use std::path::{Path, PathBuf};

use anyhow::{Context, Result};
use serde::Deserialize;

/// Root configuration, deserialized from `.license-rater/config.toml`.
#[derive(Debug, Clone, Default, Deserialize)]
#[serde(default)]
pub struct Config {
    /// Registry endpoints and HTTP settings.
    pub registry: RegistryConfig,
    /// Spreadsheet export settings.
    pub export: ExportConfig,
}

/// Where and how license lookups are made.
#[derive(Debug, Clone, Deserialize)]
#[serde(default)]
pub struct RegistryConfig {
    /// PyPI JSON API base, without a trailing slash.
    pub pypi_url: String,
    /// Maven Central search endpoint used to find the latest version of an artifact.
    pub maven_search_url: String,
    /// Maven repository root that serves POM files.
    pub maven_repo_url: String,
    /// Per-request timeout in seconds.
    pub timeout_secs: u64,
    /// Skip the network entirely; every registry lookup resolves to `Unknown`.
    pub offline: bool,
}

impl Default for RegistryConfig {
    fn default() -> Self {
        RegistryConfig {
            pypi_url: "https://pypi.org/pypi".to_string(),
            maven_search_url: "https://search.maven.org/solrsearch/select".to_string(),
            maven_repo_url: "https://repo1.maven.org/maven2".to_string(),
            timeout_secs: 10,
            offline: false,
        }
    }
}

#[derive(Debug, Clone, Deserialize)]
#[serde(default)]
pub struct ExportConfig {
    /// Default spreadsheet path for `--export`.
    pub path: PathBuf,
}

impl Default for ExportConfig {
    fn default() -> Self {
        ExportConfig {
            path: PathBuf::from("license_report.csv"),
        }
    }
}

/// Load the configuration, searching in order:
///
/// 1. `config_override`: path passed via `--config`
/// 2. `<base_dir>/.license-rater/config.toml`
/// 3. `~/.config/license-rater/config.toml`
/// 4. Built-in [`Config::default`]
pub fn load_config(base_dir: &Path, config_override: Option<&Path>) -> Result<Config> {
    if let Some(path) = config_override {
        return read_config(path);
    }

    let local_config = base_dir.join(".license-rater").join("config.toml");
    if local_config.exists() {
        return read_config(&local_config);
    }

    if let Some(home) = dirs::home_dir() {
        let home_config = home
            .join(".config")
            .join("license-rater")
            .join("config.toml");
        if home_config.exists() {
            return read_config(&home_config);
        }
    }

    Ok(Config::default())
}

fn read_config(path: &Path) -> Result<Config> {
    let content = std::fs::read_to_string(path)
        .with_context(|| format!("Failed to read config {}", path.display()))?;
    toml::from_str(&content).with_context(|| format!("Invalid config {}", path.display()))
}

#[cfg(test)]
mod tests {
    use super::*;
    use std::io::Write;
    use tempfile::NamedTempFile;

    #[test]
    fn test_defaults() {
        let cfg = Config::default();
        assert_eq!(cfg.registry.pypi_url, "https://pypi.org/pypi");
        assert_eq!(cfg.registry.timeout_secs, 10);
        assert!(!cfg.registry.offline);
        assert_eq!(cfg.export.path, PathBuf::from("license_report.csv"));
    }

    #[test]
    fn test_partial_file_keeps_defaults() {
        let mut f = NamedTempFile::new().unwrap();
        writeln!(f, "[registry]").unwrap();
        writeln!(f, "timeout_secs = 3").unwrap();

        let cfg = load_config(Path::new("."), Some(f.path())).unwrap();
        assert_eq!(cfg.registry.timeout_secs, 3);
        assert_eq!(cfg.registry.maven_repo_url, "https://repo1.maven.org/maven2");
        assert_eq!(cfg.export.path, PathBuf::from("license_report.csv"));
    }

    #[test]
    fn test_local_config_discovered() {
        let dir = tempfile::tempdir().unwrap();
        let conf_dir = dir.path().join(".license-rater");
        std::fs::create_dir(&conf_dir).unwrap();
        std::fs::write(
            conf_dir.join("config.toml"),
            "[export]\npath = \"out/licenses.csv\"\n",
        )
        .unwrap();

        let cfg = load_config(dir.path(), None).unwrap();
        assert_eq!(cfg.export.path, PathBuf::from("out/licenses.csv"));
    }

    #[test]
    fn test_invalid_config_is_an_error() {
        let mut f = NamedTempFile::new().unwrap();
        writeln!(f, "[registry]\ntimeout_secs = \"soon\"").unwrap();
        assert!(load_config(Path::new("."), Some(f.path())).is_err());
    }
}
use anyhow::Result;
use quick_xml::events::Event;
use quick_xml::Reader;
use reqwest::Client;
use serde::Deserialize;
use tracing::debug;

use crate::config::RegistryConfig;

/// How many `<parent>` POMs to follow when an artifact declares no license itself.
const MAX_PARENT_DEPTH: usize = 3;

#[derive(Debug, Deserialize)]
struct SearchResponse {
    response: SearchResult,
}

#[derive(Debug, Deserialize)]
struct SearchResult {
    #[serde(default)]
    docs: Vec<SearchDoc>,
}

#[derive(Debug, Deserialize)]
struct SearchDoc {
    #[serde(rename = "latestVersion")]
    latest_version: Option<String>,
}

/// License section of a POM, plus its parent for inherited licenses.
#[derive(Debug, Default, PartialEq)]
struct PomLicense {
    license: Option<String>,
    parent: Option<(String, String, String)>,
}

/// Fetch the license for a Maven artifact from Maven Central.
///
/// Without a declared version the latest one is looked up with the search API first.
/// The artifact POM's first `<license><name>` wins; if it has none, the parent
/// POM chain is followed.
pub async fn fetch_license(
    client: &Client,
    config: &RegistryConfig,
    group_id: &str,
    artifact_id: &str,
    version: Option<&str>,
) -> Result<Option<String>> {
    let version = match version {
        Some(v) => v.to_string(),
        None => match latest_version(client, &config.maven_search_url, group_id, artifact_id).await? {
            Some(v) => v,
            None => return Ok(None),
        },
    };

    let mut coords = (group_id.to_string(), artifact_id.to_string(), version);
    for _ in 0..=MAX_PARENT_DEPTH {
        let Some(pom_xml) = fetch_pom(client, &config.maven_repo_url, &coords).await? else {
            return Ok(None);
        };
        let pom = extract_license_from_pom(&pom_xml);
        if pom.license.is_some() {
            return Ok(pom.license);
        }
        match pom.parent {
            Some(parent) => {
                debug!(
                    "{}:{} declares no license, trying parent {}:{}:{}",
                    coords.0, coords.1, parent.0, parent.1, parent.2
                );
                coords = parent;
            }
            None => return Ok(None),
        }
    }

    Ok(None)
}

/// Latest released version of `group:artifact` according to the Maven Central search API.
async fn latest_version(
    client: &Client,
    search_url: &str,
    group_id: &str,
    artifact_id: &str,
) -> Result<Option<String>> {
    let query = format!("g:\"{}\" AND a:\"{}\"", group_id, artifact_id);
    let response = client
        .get(search_url)
        .query(&[("q", query.as_str()), ("rows", "1"), ("wt", "json")])
        .send()
        .await?;

    if !response.status().is_success() {
        return Ok(None);
    }

    let data: SearchResponse = response.json().await?;
    Ok(data
        .response
        .docs
        .into_iter()
        .next()
        .and_then(|d| d.latest_version))
}

async fn fetch_pom(
    client: &Client,
    repo_url: &str,
    (group_id, artifact_id, version): &(String, String, String),
) -> Result<Option<String>> {
    let group_path = group_id.replace('.', "/");
    let pom_url = format!(
        "{}/{}/{}/{}/{}-{}.pom",
        repo_url, group_path, artifact_id, version, artifact_id, version
    );

    let response = client.get(&pom_url).send().await?;

    if !response.status().is_success() {
        return Ok(None);
    }

    Ok(Some(response.text().await?))
}

/// Extract the first `<license><name>` and the `<parent>` coordinates from a POM.
fn extract_license_from_pom(xml: &str) -> PomLicense {
    let mut reader = Reader::from_str(xml);
    reader.config_mut().trim_text(true);

    let mut result = PomLicense::default();
    let mut buf = Vec::new();
    let mut path: Vec<String> = Vec::new();
    let mut parent = (String::new(), String::new(), String::new());

    loop {
        match reader.read_event_into(&mut buf) {
            Ok(Event::Start(ref e)) => {
                let tag = String::from_utf8_lossy(e.name().local_name().as_ref()).into_owned();
                path.push(tag);
            }
            Ok(Event::End(_)) => {
                path.pop();
            }
            Ok(Event::Text(ref e)) => {
                let text = e.unescape().unwrap_or_default().trim().to_string();
                let segments: Vec<&str> = path.iter().map(String::as_str).collect();
                match segments.as_slice() {
                    [_, "licenses", "license", "name"] if result.license.is_none() => {
                        result.license = Some(text);
                    }
                    [_, "parent", "groupId"] => parent.0 = text,
                    [_, "parent", "artifactId"] => parent.1 = text,
                    [_, "parent", "version"] => parent.2 = text,
                    _ => {}
                }
            }
            Ok(Event::Eof) => break,
            Err(_) => break,
            _ => {}
        }
        buf.clear();
    }

    if !parent.0.is_empty() && !parent.1.is_empty() && !parent.2.is_empty() {
        result.parent = Some(parent);
    }
    result
}

#[cfg(test)]
mod tests {
    use super::*;
    use mockito::Matcher;

    fn config_for(server: &mockito::Server) -> RegistryConfig {
        RegistryConfig {
            maven_search_url: format!("{}/solrsearch/select", server.url()),
            maven_repo_url: format!("{}/maven2", server.url()),
            ..RegistryConfig::default()
        }
    }

    #[test]
    fn test_extract_license_from_pom() {
        let pom = r#"<?xml version="1.0"?>
<project xmlns="http://maven.apache.org/POM/4.0.0">
  <licenses>
    <license>
      <name>Apache License, Version 2.0</name>
      <url>https://www.apache.org/licenses/LICENSE-2.0</url>
    </license>
    <license>
      <name>MIT</name>
    </license>
  </licenses>
</project>"#;
        let info = extract_license_from_pom(pom);
        assert_eq!(info.license, Some("Apache License, Version 2.0".to_string()));
        assert_eq!(info.parent, None);
    }

    #[test]
    fn test_extract_parent_when_no_license() {
        let pom = r#"<project>
  <parent>
    <groupId>org.apache.commons</groupId>
    <artifactId>commons-parent</artifactId>
    <version>52</version>
  </parent>
  <name>ignored project name</name>
</project>"#;
        let info = extract_license_from_pom(pom);
        assert_eq!(info.license, None);
        assert_eq!(
            info.parent,
            Some((
                "org.apache.commons".to_string(),
                "commons-parent".to_string(),
                "52".to_string()
            ))
        );
    }

    #[tokio::test]
    async fn test_fetch_with_declared_version() {
        let mut server = mockito::Server::new_async().await;
        let pom = server
            .mock("GET", "/maven2/com/google/code/gson/gson/2.10.1/gson-2.10.1.pom")
            .with_status(200)
            .with_body(
                "<project><licenses><license><name>Apache-2.0</name></license></licenses></project>",
            )
            .create_async()
            .await;

        let client = Client::new();
        let license = fetch_license(
            &client,
            &config_for(&server),
            "com.google.code.gson",
            "gson",
            Some("2.10.1"),
        )
        .await
        .unwrap();
        assert_eq!(license, Some("Apache-2.0".to_string()));
        pom.assert_async().await;
    }

    #[tokio::test]
    async fn test_fetch_latest_then_parent() {
        let mut server = mockito::Server::new_async().await;
        let search = server
            .mock("GET", "/solrsearch/select")
            .match_query(Matcher::UrlEncoded(
                "q".into(),
                "g:\"org.apache.commons\" AND a:\"commons-lang3\"".into(),
            ))
            .with_status(200)
            .with_body(r#"{"response": {"numFound": 1, "docs": [{"latestVersion": "3.14.0"}]}}"#)
            .create_async()
            .await;
        let child = server
            .mock(
                "GET",
                "/maven2/org/apache/commons/commons-lang3/3.14.0/commons-lang3-3.14.0.pom",
            )
            .with_status(200)
            .with_body(
                "<project><parent><groupId>org.apache.commons</groupId>\
                 <artifactId>commons-parent</artifactId><version>64</version></parent></project>",
            )
            .create_async()
            .await;
        let parent = server
            .mock(
                "GET",
                "/maven2/org/apache/commons/commons-parent/64/commons-parent-64.pom",
            )
            .with_status(200)
            .with_body(
                "<project><licenses><license><name>Apache License, Version 2.0</name>\
                 </license></licenses></project>",
            )
            .create_async()
            .await;

        let client = Client::new();
        let license = fetch_license(
            &client,
            &config_for(&server),
            "org.apache.commons",
            "commons-lang3",
            None,
        )
        .await
        .unwrap();
        assert_eq!(license, Some("Apache License, Version 2.0".to_string()));
        search.assert_async().await;
        child.assert_async().await;
        parent.assert_async().await;
    }

    #[tokio::test]
    async fn test_unknown_artifact() {
        let mut server = mockito::Server::new_async().await;
        server
            .mock("GET", "/solrsearch/select")
            .match_query(Matcher::Any)
            .with_status(200)
            .with_body(r#"{"response": {"numFound": 0, "docs": []}}"#)
            .create_async()
            .await;

        let client = Client::new();
        let license = fetch_license(&client, &config_for(&server), "org.unknown", "lib", None)
            .await
            .unwrap();
        assert_eq!(license, None);
    }
}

**WHAT YOU WILL DO**
Your reply should be the number of lines in the listing above that contain "toml", with nothing added.

**REPLY TO THE TASK**
7